El hombre observó un instante el báculo, e intentó cogerlo. En cuanto las yemas de sus dedos tocaron el objeto mágico, saltaron chispas.
—¡Ay! —se quejó el hechicero, llevándose las quemadas puntas de los dedos a la boca para mitigar el dolor, bajo la burlona mirada de Laia.
—Hasta ese objeto sin alma te odia —rió la muchacha. El hechicero torció la boca.
—Los báculos sí que tienen alma.
Laia enarcó las cejas.
—¿Y no puedo pedir otro maestro al que mi báculo no le ataque?
—¡Cómo te atreves! No hay ningún hechicero más poderoso que yo, ni más apto para tu enseñanza.
—Yo soy mitad ángel y mitad hechicera. ¿Eso cuenta? Digo yo que también necesitaré un maestro ángel —razonó Laia.
—Eso aún está por negociar.
Laia resopló.
—Y ahora, si me hicieses el favor, me gustaría que tu báculo dejase de rechazarme.
—Yo no le estoy ordenando nada.
—¿De verdad? —no parecía creerla. Laia asintió, y el hombre volvió a intentar coger el báculo. De nuevo saltaron chispas, y el hechicero miró iracundo a la muchacha.
—¡Que yo no he hecho nada! —se quejó Laia.
—Los báculos no actúan por sí solos.
—El mío sí.
Nilrem suspiró, derrotado.
—Bien, entonces intenta cogerlo tú.
—No puedo. ¿No ves cómo estoy? Ni siquiera soy capaz de incorporarme —dijo Laia, bajando la vista. El hechicero resopló, mientras se acercaba a la muchacha, con chispas brillantes suspendidas entre sus dedos. Murmurando palabras extrañas, agitó los dedos de modo que las chispas se desprendieron y cayeron sobre la cabeza de Laia, que cerró los ojos con gesto de dolor.
—¿Qué… qué haces?
—Estate quieta, y calla —ordenó Nilrem mientras seguía esparciendo las chispas mágicas sobre Laia, que cerró los ojos con fuerza, mordiéndose el labio para no gritar. Al cabo de unos instantes, Nilrem se alejó un par de pasos.
—Esto acelerará tu recuperación. Prueba a levantarte ahora.
Sin dejar de morderse el labio, Laia obedeció. Poco a poco, con cuidado, fue impulsándose con los brazos hacia arriba, hasta que su espalda quedó totalmente recta, apoyada contra el cabecero de la cama. La muchacha se toqueteó las plumas de las alas, y probó a moverlas de nuevo, primero lentamente, y después con más energía hasta que el aleteo ocasionó una suave ráfaga de aire. Laia sonrió, orgullosa.
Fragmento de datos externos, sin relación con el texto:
impl<P: TelegramPort> P1Reader<P> {
    pub fn new(port: P, hub: DistributionHub, conf: &P1Config) -> Self {
        P1Reader {
            port,
            hub,
            table: ObisTable::new(conf.invert_tariff),
            state: ReaderState::Disabled,
            reading: MeterReading::default(),
            datagram: String::with_capacity(MAX_DATAGRAM_LENGTH),
            meter_name: String::new(),
            interval: Duration::from_secs(conf.read_interval),
            next_update: Instant::now(),
            window_deadline: Instant::now(),
            last_sample: None,
        }
    }

    pub fn state(&self) -> ReaderState {
        self.state
    }

    /// Monotonic instant of the last successfully decoded telegram.
    pub fn last_sample(&self) -> Option<Instant> {
        self.last_sample
    }

    pub fn meter_name(&self) -> &str {
        &self.meter_name
    }

    /// One run-loop tick. Waiting on a quiet port costs at most one
    /// line-read budget; a port that keeps delivering lines is drained
    /// until the telegram ends or the read window runs out.
    pub async fn poll(&mut self) -> Result<(), PortError> {
        match self.state {
            ReaderState::Disabled => {
                if READ_NOW.swap(false, Ordering::Relaxed) || Instant::now() >= self.next_update {
                    self.request_on()?;
                }
                Ok(())
            }
            ReaderState::Waiting | ReaderState::Reading => self.pump().await,
            // both terminal states reset through request_off(); reaching
            // here means a cycle ended without one, recover anyway
            ReaderState::Done | ReaderState::Fault => self.request_off(),
        }
    }

    pub async fn run(&mut self) {
        loop {
            if let Err(e) = self.poll().await {
                error!("[P1] {e}");
                tokio::time::sleep(Duration::from_secs(1)).await;
            }
            tokio::time::sleep(TICK).await;
        }
    }

    fn request_on(&mut self) -> Result<(), PortError> {
        debug!("[P1] Data requested");
        self.port.discard_input()?;
        self.state = ReaderState::Waiting;
        self.window_deadline = Instant::now() + READ_WINDOW;
        self.port.set_data_request(true)
    }

    fn request_off(&mut self) -> Result<(), PortError> {
        self.state = ReaderState::Disabled;
        self.next_update = Instant::now() + self.interval;
        self.port.set_data_request(false)
    }

    async fn pump(&mut self) -> Result<(), PortError> {
        loop {
            if Instant::now() >= self.window_deadline {
                warn!("[P1] Read window timed out");
                self.port.discard_input()?;
                return self.request_off();
            }

            let Some(line) = self.port.read_line(LINE_WAIT).await? else {
                return Ok(()); // port quiet, yield to the run loop
            };

            self.decode_line(&line);
            match self.state {
                ReaderState::Done => {
                    self.finish();
                    return self.request_off();
                }
                ReaderState::Fault => {
                    warn!("[P1] Telegram discarded, {} bytes so far", self.datagram.len());
                    self.datagram.clear();
                    self.port.discard_input()?;
                    return self.request_off();
                }
                _ => {}
            }
        }
    }

    fn decode_line(&mut self, line: &str) {
        match self.state {
            ReaderState::Waiting => {
                // anything before the start marker is a stale fragment
                if let Some(start) = line.find('/') {
                    debug!("[P1] Start of datagram found");
                    self.datagram.clear();
                    self.append_line(&line[start..]);
                    if self.meter_name.is_empty() {
                        self.meter_name = identify_meter(line).to_string();
                        info!("[P1] Meter identified as {}", self.meter_name);
                    }
                    self.state = ReaderState::Reading;
                }
            }
            ReaderState::Reading => {
                if !self.append_line(line) {
                    self.state = ReaderState::Fault;
                    return;
                }
                if line.contains('!') {
                    debug!("[P1] End found");
                    self.state = ReaderState::Done;
                } else {
                    self.table.apply(line, &mut self.reading);
                }
            }
            _ => {}
        }
    }

    /// Appends a line plus CRLF to the datagram, refusing to grow past the
    /// ceiling. Returns false when the telegram must be aborted.
    fn append_line(&mut self, line: &str) -> bool {
        if self.datagram.len() + line.len() + 2 > MAX_DATAGRAM_LENGTH {
            return false;
        }
        self.datagram.push_str(line);
        self.datagram.push_str("\r\n");
        true
    }

    fn finish(&mut self) {
        self.last_sample = Some(Instant::now());
        info!("[P1] Telegram complete, {} bytes", self.datagram.len());
        self.hub.publish(TelegramEvent {
            reading: self.reading.clone(),
            raw: self.datagram.clone(),
        });
    }
}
—No te he dado esa energía vital para que intentes volar con esas cosas horribles —se quejó Nilrem—. ¿Puedes levantarte y sostener el báculo?
Laia dejó de aletear y se quedó mirando fijamente al hechicero.
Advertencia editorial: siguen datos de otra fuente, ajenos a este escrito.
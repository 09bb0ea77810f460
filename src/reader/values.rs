//! Value extraction from OBIS data lines.
//!
//! P1 lines carry their payload in parentheses, zero-padded to a fixed
//! width, e.g. `1-0:1.8.1(000992.992*kWh)` or the two-group gas form
//! `0-1:24.2.1(231029141500W)(05446.465*m3)`. The extractors here strip
//! the padding without ever corrupting a value below 1.0.

use serde::{Serialize, Serializer};
use std::fmt;

/// Characters between the first `(` and the next `)`, with leading `0`s
/// stripped. An all-zero field yields the empty string; counter callers
/// treat that as 0.
pub fn first_parenthesis(line: &str) -> String {
    let Some(start) = line.find('(') else {
        return String::new();
    };

    let mut value = String::new();
    let mut leading = true;
    for c in line[start + 1..].chars() {
        if c == ')' {
            break;
        }
        if leading && c == '0' {
            continue;
        }
        leading = false;
        value.push(c);
    }
    value
}

/// Characters between the first `(` and the unit separator `*`, with the
/// same leading-zero stripping, except that a zero directly before the
/// decimal point survives: `(00.378*kW)` gives `0.378`, never `.378`.
pub fn until_star(line: &str) -> String {
    let Some(start) = line.find('(') else {
        return String::new();
    };

    let mut value = String::new();
    let mut leading = true;
    let mut chars = line[start + 1..].chars().peekable();
    while let Some(c) = chars.next() {
        if c == '*' || c == ')' {
            break;
        }
        if leading && c != '0' {
            leading = false;
        }
        if c == '0' && chars.peek() == Some(&'.') {
            leading = false;
        }
        if !leading {
            value.push(c);
        }
    }
    value
}

/// For compound `(timestamp)(value*unit)` lines: skip to the second
/// parenthesized group and apply the until-star rule to its contents.
pub fn double_parenthesis(line: &str) -> String {
    let Some(first) = line.find('(') else {
        return String::new();
    };
    let rest = &line[first + 1..];
    match rest.find('(') {
        Some(second) => until_star(&rest[second..]),
        None => String::new(),
    }
}

/// A decimal meter value held as integer thousandths. Parsed once per
/// telegram line; accessing it never re-parses a string.
#[derive(Debug, Clone, Copy, Default, PartialEq, Eq)]
pub struct FixedValue(i64);

impl FixedValue {
    /// Parses a cleaned decimal string (as produced by [`until_star`]).
    /// Anything unparseable, including the empty string, reads as zero.
    pub fn parse(s: &str) -> Self {
        let s = s.trim();
        if s.is_empty() {
            return FixedValue(0);
        }

        let (whole, frac) = match s.split_once('.') {
            Some((w, f)) => (w, f),
            None => (s, ""),
        };
        let whole: i64 = whole.parse().unwrap_or(0);

        let mut milli = 0i64;
        let mut scale = 100;
        for c in frac.chars().take(3) {
            milli += c.to_digit(10).unwrap_or(0) as i64 * scale;
            scale /= 10;
        }
        FixedValue(whole * 1000 + milli)
    }

    pub fn val(&self) -> f64 {
        self.0 as f64 / 1000.0
    }

    pub fn thousandths(&self) -> i64 {
        self.0
    }
}

impl fmt::Display for FixedValue {
    fn fmt(&self, f: &mut fmt::Formatter<'_>) -> fmt::Result {
        write!(f, "{:.3}", self.val())
    }
}

impl Serialize for FixedValue {
    fn serialize<S: Serializer>(&self, serializer: S) -> Result<S::Ok, S::Error> {
        serializer.serialize_f64(self.val())
    }
}

#[cfg(test)]
mod tests {
    use super::*;

    #[test]
    fn test_first_parenthesis_strips_padding() {
        assert_eq!(first_parenthesis("0-0:96.14.0(0001)"), "1");
        assert_eq!(first_parenthesis("0-0:96.7.21(00051)"), "51");
        assert_eq!(first_parenthesis("0-0:96.1.1(4B414C37)"), "4B414C37");
    }

    #[test]
    fn test_first_parenthesis_all_zero_is_empty() {
        // documented convention: a fully padded zero reads as ""
        assert_eq!(first_parenthesis("1-0:32.32.0(0000)"), "");
    }

    #[test]
    fn test_until_star_keeps_zero_before_decimal() {
        assert_eq!(until_star("(00.378*kW)"), "0.378");
        assert_eq!(until_star("1-0:1.8.1(000992.992*kWh)"), "992.992");
    }

    #[test]
    fn test_until_star_zero_reading_is_never_empty() {
        assert_eq!(until_star("(000000.000*kWh)"), "0.000");
    }

    #[test]
    fn test_double_parenthesis_takes_second_group() {
        assert_eq!(
            double_parenthesis("0-1:24.2.1(231029141500W)(05446.465*m3)"),
            "5446.465"
        );
        assert_eq!(double_parenthesis("0-1:24.2.1(231029141500W)"), "");
    }

    #[test]
    fn test_fixed_value_parse() {
        assert_eq!(FixedValue::parse("0.378").thousandths(), 378);
        assert_eq!(FixedValue::parse("992.992").thousandths(), 992992);
        assert_eq!(FixedValue::parse("232").thousandths(), 232000);
        assert_eq!(FixedValue::parse("").thousandths(), 0);
        assert_eq!(FixedValue::parse("1.5").thousandths(), 1500);
    }

    #[test]
    fn test_fixed_value_display() {
        assert_eq!(FixedValue::parse("0.378").to_string(), "0.378");
        assert_eq!(FixedValue::parse("5").to_string(), "5.000");
    }
}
—¿Pretendes empezar ya con mi entrenamiento? —preguntó, sorprendida.
—Cuanto antes seas capaz de, al menos, defenderte, mucho mejor. Corres peligro, Laia —era la primera vez que la llamaba por su nombre—. Tan sólo en Línyâg y aquí estás segura, tan pronto como respires el aire del exterior deberás temer por tu vida. Lo sabes, ¿verdad? Supongo que esa amiga tuya te lo habrá dicho ya. Los Rebeldes te buscan, y no cesarán hasta conseguir sus propósitos y la continuidad de la guerra.
 —Pero… tú eres uno de los Representantes. Odias a los ángeles, ¿cómo puedes hablar así? —Laia miró al hechicero, con un nuevo respeto.
—Tu aparición ha relegado el odio a un segundo plano, ¿no te habías dado cuenta? —repuso Nilrem, en un tono de voz que hizo que, por primera vez, Laia se percatase del gran peso que cargaba sobre ella: el peso de la justicia, el poder de restaurar la paz en un país corroído por la destrucción de la guerra.